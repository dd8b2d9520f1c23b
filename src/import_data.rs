use anyhow::Result;
use chrono::{DateTime, Utc};
use gpx::read;
use std::{fs::File, io::BufReader, io::Read};

use crate::geo_sample::RawReading;

/// One `Vec` per GPX track segment. Points without a time are skipped, a
/// reading without a capture time is not usable for recording.
pub fn load_gpx_from_reader<R: Read>(reader: R) -> Result<Vec<Vec<RawReading>>> {
    let gpx_data = read(reader)?;
    let mut segments = Vec::new();
    let mut skipped = 0;
    for track in &gpx_data.tracks {
        for segment in &track.segments {
            let mut readings = Vec::with_capacity(segment.points.len());
            for point in &segment.points {
                let timestamp = match &point.time {
                    Some(time) => {
                        DateTime::<Utc>::from(DateTime::parse_from_rfc3339(&time.format()?)?)
                    }
                    None => {
                        skipped += 1;
                        continue;
                    }
                };
                readings.push(RawReading {
                    latitude: point.point().y(),
                    longitude: point.point().x(),
                    speed: point.speed,
                    // hdop is the closest thing gpx has to an accuracy
                    accuracy: point.hdop,
                    timestamp_ms: timestamp.timestamp_millis(),
                });
            }
            if !readings.is_empty() {
                segments.push(readings);
            }
        }
    }
    if skipped > 0 {
        warn!("[import_data] skipped {} points without time", skipped);
    }
    Ok(segments)
}

pub fn load_gpx(file_path: &str) -> Result<Vec<Vec<RawReading>>> {
    load_gpx_from_reader(BufReader::new(File::open(file_path)?))
}
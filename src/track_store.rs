use anyhow::Context;
use rusqlite::{Connection, OptionalExtension, Transaction};
use serde::{Deserialize, Serialize};
use std::cmp::Ordering;
use std::error::Error;
use std::path::Path;
use std::str::FromStr;

use crate::error::{Result, TrackError};
use crate::track_record::TrackRecord;
use crate::utils;

/* SQLite is only used as a key-value store with proper transactions here. All
finished tracks live in a single JSON document under the `tracks` key, which is
rewritten as a whole on every append. Tracks are small and rarely written, so
the read-modify-write is fine, and a failed write never leaves a partially
updated collection behind.

The document carries a version so the layout can evolve. Payloads written
before versioning existed are a bare JSON array of records.
*/

pub const DB_FILE_NAME: &str = "tracks.db";
const TRACKS_KEY: &str = "tracks";
pub const COLLECTION_VERSION: u32 = 1;

#[derive(Serialize)]
struct CollectionRef<'a> {
    version: u32,
    tracks: &'a [TrackRecord],
}

#[derive(Deserialize)]
#[serde(untagged)]
enum StoredCollection {
    Versioned {
        version: u32,
        tracks: Vec<TrackRecord>,
    },
    Unversioned(Vec<TrackRecord>),
}

fn parse_collection(payload: &str) -> Result<Vec<TrackRecord>> {
    let collection: StoredCollection =
        serde_json::from_str(payload).map_err(TrackError::corrupt_data)?;
    match collection {
        StoredCollection::Unversioned(tracks) => Ok(tracks),
        StoredCollection::Versioned { version, tracks } => {
            if version > COLLECTION_VERSION {
                Err(TrackError::corrupt_data(format!(
                    "unsupported collection version: {}, expected at most {}",
                    version, COLLECTION_VERSION
                )))
            } else {
                Ok(tracks)
            }
        }
    }
}

#[allow(clippy::type_complexity)]
fn run_migration(
    conn: &mut Connection,
    migrations: &[&dyn Fn(&Transaction) -> anyhow::Result<()>],
) -> anyhow::Result<()> {
    let tx = conn.transaction()?;

    let version = utils::db::init_metadata_and_get_version(&tx)? as usize;
    let target_version = migrations.len();
    debug!(
        "current version = {}, target_version = {}",
        version, target_version
    );
    match version.cmp(&target_version) {
        Ordering::Equal => (),
        Ordering::Less => {
            for (i, migration) in migrations.iter().enumerate().skip(version) {
                info!("running migration for version: {}", i + 1);
                migration(&tx)?;
            }
            utils::db::set_version_in_metadata(&tx, target_version as i32)?;
        }
        Ordering::Greater => {
            bail!(
                "version too high: current version = {}, target_version = {}",
                version,
                target_version
            );
        }
    }
    tx.commit()?;
    Ok(())
}

fn migrate(conn: &mut Connection) -> anyhow::Result<()> {
    run_migration(
        conn,
        &[&|tx| {
            let sql = "
            CREATE TABLE kv_record (
                key               TEXT    PRIMARY KEY
                                          NOT NULL
                                          UNIQUE,
                value             TEXT    NOT NULL
            );
            CREATE TABLE setting (
                key               TEXT    PRIMARY KEY
                                          NOT NULL
                                          UNIQUE,
                value             TEXT
            );
            ";
            for s in sql_split::split(sql) {
                tx.execute(&s, ())?;
            }
            Ok(())
        }],
    )
}

fn read_payload(conn: &Connection) -> rusqlite::Result<Option<String>> {
    conn.query_row(
        "SELECT value FROM kv_record WHERE key = ?1;",
        [TRACKS_KEY],
        |row| row.get(0),
    )
    .optional()
}

#[derive(Debug, Clone, Copy)]
pub enum Setting {
    RawDataMode,
}

impl Setting {
    fn to_db_key(self) -> &'static str {
        match self {
            Self::RawDataMode => "RAW_DATA_MODE",
        }
    }
}

pub struct TrackStore {
    conn: Connection,
}

impl TrackStore {
    pub fn open(support_dir: &str) -> Result<TrackStore> {
        debug!("opening track store in {}", support_dir);
        let path = Path::new(support_dir).join(DB_FILE_NAME);
        let mut conn = Connection::open(&path)?;
        migrate(&mut conn)
            .with_context(|| format!("failed to migrate {}", path.display()))
            .map_err(TrackError::Persistence)?;
        Ok(TrackStore { conn })
    }

    pub fn open_in_memory() -> Result<TrackStore> {
        let mut conn = Connection::open_in_memory()?;
        migrate(&mut conn).map_err(TrackError::Persistence)?;
        Ok(TrackStore { conn })
    }

    pub fn load_all(&self) -> Result<Vec<TrackRecord>> {
        match read_payload(&self.conn)? {
            None => Ok(Vec::new()),
            Some(payload) => parse_collection(&payload),
        }
    }

    /// Same as `load_all`, but a corrupted collection is logged and treated as
    /// empty instead of failing.
    pub fn load_all_or_empty(&self) -> Vec<TrackRecord> {
        match self.load_all() {
            Ok(tracks) => tracks,
            Err(error) => {
                error!("[track_store] failed to load tracks: {}", error);
                Vec::new()
            }
        }
    }

    /// Appends `record` and returns it as stored. The stored id is
    /// `max(record.id, largest stored id + 1)`, so ids stay unique even when
    /// the clock goes backwards. Appending a record that is already stored
    /// unchanged is a no-op.
    pub fn append(&mut self, record: &TrackRecord) -> Result<TrackRecord> {
        let tx = self.conn.transaction()?;
        let mut tracks = match read_payload(&tx)? {
            None => Vec::new(),
            // never overwrite what we cannot read
            Some(payload) => parse_collection(&payload)?,
        };

        if tracks.iter().any(|x| x == record) {
            info!(
                "Track with id {} already exists with the same content, skip append",
                record.id
            );
            return Ok(record.clone());
        }

        let mut stored = record.clone();
        if let Some(max_id) = tracks.iter().map(|x| x.id).max() {
            if stored.id <= max_id {
                stored.id = max_id.checked_add(1).ok_or_else(|| {
                    TrackError::Persistence(anyhow!("no track id left after {}", max_id))
                })?;
                warn!(
                    "Track id {} is already taken, using {} instead",
                    record.id, stored.id
                );
            }
        }

        tracks.push(stored.clone());
        let payload = serde_json::to_string(&CollectionRef {
            version: COLLECTION_VERSION,
            tracks: &tracks,
        })
        .map_err(|e| TrackError::Persistence(e.into()))?;
        tx.execute(
            "INSERT OR REPLACE INTO kv_record (key, value) VALUES (?1, ?2);",
            (TRACKS_KEY, payload),
        )?;
        tx.commit()?;

        info!(
            "Track appended: id={}, point_count={}, total={}",
            stored.id,
            stored.point_count(),
            tracks.len()
        );
        Ok(stored)
    }

    pub fn delete_all(&mut self) -> Result<()> {
        info!("Deleting all tracks");
        self.conn.execute("DELETE FROM kv_record WHERE key = ?1;", [TRACKS_KEY])?;
        Ok(())
    }

    pub fn flush(&self) -> Result<()> {
        self.conn.cache_flush()?;
        Ok(())
    }

    fn get_setting<T: FromStr>(&self, setting: Setting) -> anyhow::Result<Option<T>>
    where
        <T as FromStr>::Err: Error + Send + Sync + 'static,
    {
        let result: Option<String> = self
            .conn
            .query_row(
                "SELECT value FROM setting WHERE key = ?1;",
                [setting.to_db_key()],
                |row| row.get(0),
            )
            .optional()?;
        match result {
            None => Ok(None),
            Some(s) => Ok(Some(FromStr::from_str(&s)?)),
        }
    }

    pub fn get_setting_with_default<T: FromStr>(&self, setting: Setting, default: T) -> T
    where
        <T as FromStr>::Err: Error + Send + Sync + 'static,
    {
        match self.get_setting(setting) {
            Ok(v) => v,
            Err(error) => {
                warn!(
                    "[track_store.get_setting_with_default] setting:{:?}, error:{}",
                    setting, error
                );
                None
            }
        }
        .unwrap_or(default)
    }

    pub fn set_setting<T: ToString>(&mut self, setting: Setting, value: T) -> Result<()> {
        self.conn.execute(
            "INSERT OR REPLACE INTO setting (key, value) VALUES (?1, ?2);",
            (setting.to_db_key(), value.to_string()),
        )?;
        Ok(())
    }
}
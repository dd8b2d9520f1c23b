use chrono::{Local, TimeZone, Utc};

pub trait Clock: Send {
    fn now_ms(&self) -> i64;
}

pub struct SystemClock;

impl Clock for SystemClock {
    fn now_ms(&self) -> i64 {
        Utc::now().timestamp_millis()
    }
}

// "HH:MM:SS", hours are not wrapped
pub fn format_duration(seconds: i64) -> String {
    let seconds = seconds.max(0);
    format!(
        "{:02}:{:02}:{:02}",
        seconds / 3600,
        (seconds % 3600) / 60,
        seconds % 60
    )
}

pub fn format_local_datetime(timestamp_ms: i64) -> String {
    match Local.timestamp_millis_opt(timestamp_ms).single() {
        Some(datetime) => datetime.format("%Y-%m-%d %H:%M:%S").to_string(),
        None => {
            warn!("timestamp out of range: {}", timestamp_ms);
            timestamp_ms.to_string()
        }
    }
}

pub mod db {
    use anyhow::Result;
    use rusqlite::{OptionalExtension, Transaction};

    pub fn init_metadata_and_get_version(tx: &Transaction) -> Result<i32> {
        let create_db_metadata_sql = "
        CREATE TABLE IF NOT EXISTS `db_metadata` (
            `key`   TEXT NOT NULL,
            `value` TEXT,
            PRIMARY KEY(`key`)
        )";
        tx.execute(create_db_metadata_sql, ())?;

        let version_str: Option<String> = tx
            .query_row(
                "SELECT `value` FROM `db_metadata` WHERE key='version'",
                [],
                |row| row.get(0),
            )
            .optional()?;
        let version = match version_str {
            None => 0,
            Some(s) => s.parse()?,
        };
        Ok(version)
    }

    pub fn set_version_in_metadata(tx: &Transaction, version: i32) -> Result<()> {
        tx.execute(
            "INSERT OR REPLACE INTO `db_metadata` (key, value) VALUES (?1, ?2)",
            ("version", version.to_string()),
        )?;
        Ok(())
    }
}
● ● ● ● ●
◆ Exercise objective ◆
Look over the listing. Pull out every line with the string "without" in it.

◆ Solution for this problem ◆
/// One `Vec` per GPX track segment. Points without a time are skipped, a
/// reading without a capture time is not usable for recording.
        warn!("[import_data] skipped {} points without time", skipped);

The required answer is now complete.